I hope this helped! I know marketing can be the boring, brutal part of being a writer. But with a little time and creativity, you can build your brand and ultimately gain clear, uniform exposure to agents, editors, and readers. Thanks for reading! Keep writing! :)


  1. great post, Tori!

    It's also SUPER important to know about other authors in your genre as well, and what books they are writing! Everyone should always pay attention to what books are coming out, with what pub house and when! reach out to your fellow writers and get to know their work! They will be vital in keeping you sane during the journey! :)

  2. Love this post, T! I sent it to my peeps in twitterville. I was just chatting about infusing too much personal online. That can not only alienate readers, but also be dangerous for you and your family. Unfortunately, we live in a dangerous world.

    There's also a great website called www.Quantcast.com where you can enter a website to see if they get enough traffic to register there. If it does, they give you demographics of the usual suspects on that location. It can be a great tool for setting up a virtual book tour or check out popular blogs.

    Very cool tips here.

    Sorry for being anonymous here. Having techno-geek problems. My cell phone just won the battle with my 'puter logon. {insert eye roll here]

    Jordan Dane

  3. lol, i was wondering who kept sneaking in and commenting! ;)

    Great website, Jordan, checking it out now!

  4. If I'm going to be anonymous, I should probably spam us.


  5. Fantastic post, Tori! I really needed to read this. Although I have a business degree and took plenty of marketing classes, when it comes to my writing, branding has pretty much gone out the window. I AM going to work on this with your tips, although I am creatively drawn to write the book that's nagging at me, even if it doesn't fit the brand. For me, at least, rules that fit most businesses are hard to follow in a creative field. Hoping to get better at this!

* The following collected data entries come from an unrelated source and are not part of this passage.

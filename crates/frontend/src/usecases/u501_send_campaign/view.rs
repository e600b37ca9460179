use super::api;
use crate::layout::toast_service::use_toast;
use crate::shared::browser::confirm;
use crate::shared::components::Modal;
use crate::shared::date_utils::now_utc;
use crate::shared::icons::icon;
use crate::shared::page_frame::{PageFrame, PAGE_CAT_USECASE};
use crate::shared::recipient_selector::RecipientSelector;
use contracts::domain::a007_message_template::MessageTemplate;
use contracts::shared::recipients::{Recipient, SelectedRecipients};
use contracts::usecases::common::UseCaseMetadata;
use contracts::usecases::u501_send_campaign::params::preview;
use contracts::usecases::u501_send_campaign::{
    build_contacts, empty_param_names, history_entries, PlaceholderToken, SendCampaign,
    SendTemplateMessagesRequest,
};
use leptos::prelude::*;
use leptos::task::spawn_local;
use std::collections::BTreeMap;
use std::sync::Arc;
use thaw::*;

#[component]
pub fn SendCampaignPage() -> impl IntoView {
    let open = RwSignal::new(false);
    let (last_sent, set_last_sent) = signal::<Option<String>>(None);

    let on_sent = Callback::new(move |name: String| set_last_sent.set(Some(name)));

    view! {
        <PageFrame page_id="u501_send_campaign--usecase" category=PAGE_CAT_USECASE>
            <div class="header">
                <div class="header__content">
                    <h1 class="header__title">{SendCampaign::display_name()}</h1>
                </div>
                <div class="header__actions">
                    <Button appearance=ButtonAppearance::Primary on_click=move |_| open.set(true)>
                        {icon("send")}
                        "New campaign"
                    </Button>
                </div>
            </div>
            <p class="muted">{SendCampaign::description()}</p>
            {move || last_sent.get().map(|name| view! {
                <div class="info-box">
                    {format!("Campaign \"{}\" was queued. Delivery progress is under Campaigns.", name)}
                </div>
            })}
            <Show when=move || open.get()>
                <FarmerCampaignModal open=open on_sent=on_sent />
            </Show>
        </PageFrame>
    }
}

/// Template campaign over a recipient selection.
///
/// Each variable takes either a literal or a placeholder token; tokens and
/// variables named after a recipient field are filled per recipient.
#[component]
pub fn FarmerCampaignModal(
    open: RwSignal<bool>,
    /// Called with the broadcast name after a successful send
    #[prop(optional)]
    on_sent: Option<Callback<String>>,
) -> impl IntoView {
    let toast = use_toast();
    let templates = RwSignal::new(Vec::<MessageTemplate>::new());
    let (templates_loading, set_templates_loading) = signal(true);
    let template_name = RwSignal::new(String::new());
    let campaign_name = RwSignal::new(String::new());
    let channel = RwSignal::new(String::new());
    let params = RwSignal::new(BTreeMap::<String, String>::new());
    let selected = RwSignal::new(SelectedRecipients::new());
    let (sending, set_sending) = signal(false);
    let (error, set_error) = signal::<Option<String>>(None);

    spawn_local(async move {
        match api::fetch_templates().await {
            Ok(list) => templates.set(list),
            Err(e) => set_error.set(Some(e.message_or("Could not load templates"))),
        }
        set_templates_loading.set(false);
    });

    let current_template = Memo::new(move |_| {
        let name = template_name.get();
        templates.with(|ts| ts.iter().find(|t| t.name == name).cloned())
    });

    // a new template starts with blank values for its own variables
    Effect::new(move |_| {
        let vars = current_template
            .get()
            .map(|t| t.variables)
            .unwrap_or_default();
        params.set(vars.into_iter().map(|v| (v, String::new())).collect());
    });

    let set_param = move |name: String, value: String| {
        params.update(|p| {
            p.insert(name, value);
        });
    };

    let send = move || {
        let Some(template) = current_template.get_untracked() else {
            set_error.set(Some("Choose a template".to_string()));
            return;
        };
        let recipients: Vec<Recipient> = selected.with_untracked(|s| s.as_slice().to_vec());
        if recipients.is_empty() {
            set_error.set(Some("Select at least one recipient".to_string()));
            return;
        }
        let globals = params.get_untracked();
        let empty = empty_param_names(&template, &globals);
        if !empty.is_empty()
            && !confirm(&format!(
                "These parameters are empty: {}. Send anyway?",
                empty.join(", ")
            ))
        {
            return;
        }

        let broadcast_name = SendTemplateMessagesRequest::broadcast_name_or_template(
            &campaign_name.get_untracked(),
            &template.name,
        );
        let channel_number = channel.get_untracked().trim().to_string();
        let req = SendTemplateMessagesRequest {
            template_name: template.name.clone(),
            broadcast_name: broadcast_name.clone(),
            language_code: template.language_code().to_string(),
            channel_number: (!channel_number.is_empty()).then_some(channel_number),
            contacts: build_contacts(&template, &globals, &recipients),
        };
        set_error.set(None);
        set_sending.set(true);
        spawn_local(async move {
            let result = api::send_template_messages(&req).await;
            set_sending.set(false);
            if !result.success {
                set_error.set(result.error);
                return;
            }
            toast.success(format!(
                "Campaign \"{}\" sent to {} recipient(s)",
                broadcast_name,
                req.contacts.len()
            ));
            spawn_local(api::record_history(history_entries(
                &recipients,
                &broadcast_name,
                &req.template_name,
                now_utc(),
            )));
            open.set(false);
            if let Some(cb) = on_sent {
                cb.run(broadcast_name);
            }
        });
    };

    let preview_text = move || {
        let template = current_template.get()?;
        let sample = selected.with(|s| s.as_slice().first().cloned());
        Some(params.with(|g| preview(&template, g, sample.as_ref())))
    };

    view! {
        <Modal
            open=open
            title="Farmer campaign".to_string()
            actions=Arc::new(move || {
                view! {
                    <Button appearance=ButtonAppearance::Secondary on_click=move |_| open.set(false)>
                        "Cancel"
                    </Button>
                    <Button
                        appearance=ButtonAppearance::Primary
                        on_click=move |_| send()
                        disabled=move || sending.get() || templates_loading.get()
                    >
                        {move || {
                            if sending.get() {
                                "Sending...".to_string()
                            } else {
                                format!("Send to {}", selected.with(SelectedRecipients::len))
                            }
                        }}
                    </Button>
                }
                .into_any()
            })
        >
            <div class="form">
                <div class="form__grid">
                    <div class="form__row">
                        <Label>"Campaign name"</Label>
                        <Input value=campaign_name placeholder="Defaults to the template name" />
                    </div>
                    <div class="form__row">
                        <Label>"Sender number"</Label>
                        <Input value=channel input_type=InputType::Tel placeholder="Optional" />
                    </div>
                </div>
                <div class="form__row">
                    <Label>"Template"</Label>
                    <Show when=move || !templates_loading.get() fallback=|| view! { <Spinner /> }>
                        <Select value=template_name>
                            <option value="">"Choose a template"</option>
                            {move || {
                                templates
                                    .get()
                                    .into_iter()
                                    .map(|t| {
                                        let label = match t.category.as_deref() {
                                            Some(c) if !c.is_empty() => format!("{} ({})", t.name, c),
                                            _ => t.name.clone(),
                                        };
                                        view! { <option value=t.name.clone()>{label}</option> }
                                    })
                                    .collect_view()
                            }}
                        </Select>
                    </Show>
                </div>

                {move || {
                    let template = current_template.get()?;
                    if template.variables.is_empty() {
                        return Some(view! { <p class="muted">"This template has no parameters"</p> }.into_any());
                    }
                    Some(
                        template
                            .variables
                            .into_iter()
                            .map(|var| {
                                let for_value = var.clone();
                                let for_input = var.clone();
                                view! {
                                    <div class="form__row param-row">
                                        <Label>{format!("{{{{{}}}}}", var)}</Label>
                                        <input
                                            type="text"
                                            class="form__input"
                                            placeholder="Value or placeholder"
                                            prop:value=move || {
                                                params.with(|p| p.get(&for_value).cloned().unwrap_or_default())
                                            }
                                            on:input=move |ev| set_param(for_input.clone(), event_target_value(&ev))
                                        />
                                        <div class="token-chips">
                                            {PlaceholderToken::all()
                                                .into_iter()
                                                .map(|token| {
                                                    let var = var.clone();
                                                    view! {
                                                        <button
                                                            class="chip chip--token"
                                                            on:click=move |_| set_param(var.clone(), token.token().to_string())
                                                        >
                                                            {token.token()}
                                                        </button>
                                                    }
                                                })
                                                .collect_view()}
                                        </div>
                                    </div>
                                }
                            })
                            .collect_view()
                            .into_any(),
                    )
                }}

                {move || preview_text().map(|text| view! {
                    <div class="message-preview">
                        <div class="message-preview__label">"Preview"</div>
                        <pre class="message-preview__body">{text}</pre>
                    </div>
                })}

                {move || error.get().map(|e| view! { <div class="field-error">{e}</div> })}

                <RecipientSelector selected=selected with_lists=true />
            </div>
        </Modal>
    }
}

  6. Excellent post, Tori! Like Jenny, I tend to be pulled in many different directions with my stories. But one thing is consistent: they always have a fantastical/paranormal slant with a tinge of gothic. So I guess that will be my brand. :) It seems the hardest part for me was honing in on my demographic audience. But I'm hoping I finally found it with YA. :) Jordan gave us a great link up there, too!

  7. Great post Tori! My background is in PR so I look at marketing with a different slant. While we should strive to be professionals, we also want to be people that others (especially writers) can relate to. For instance, I bought Elana Johnson's POSSESSION because she is a totally awesome person and I wanted to support Elana. Her blog is really, really helpful while still being candid and funny and personal. Kiersten White and Natalie Whipple are two other authors off the top of my head that strike a pretty good balance between professional and personal. I want to be like them!

    And LOL, I guess it's time to find a headshot of ME somewhere. I'm totally not photogenic and just happened to like the pic of me and my son. Nuts. How many shots do you think my husband will take of me before he gets grouchy?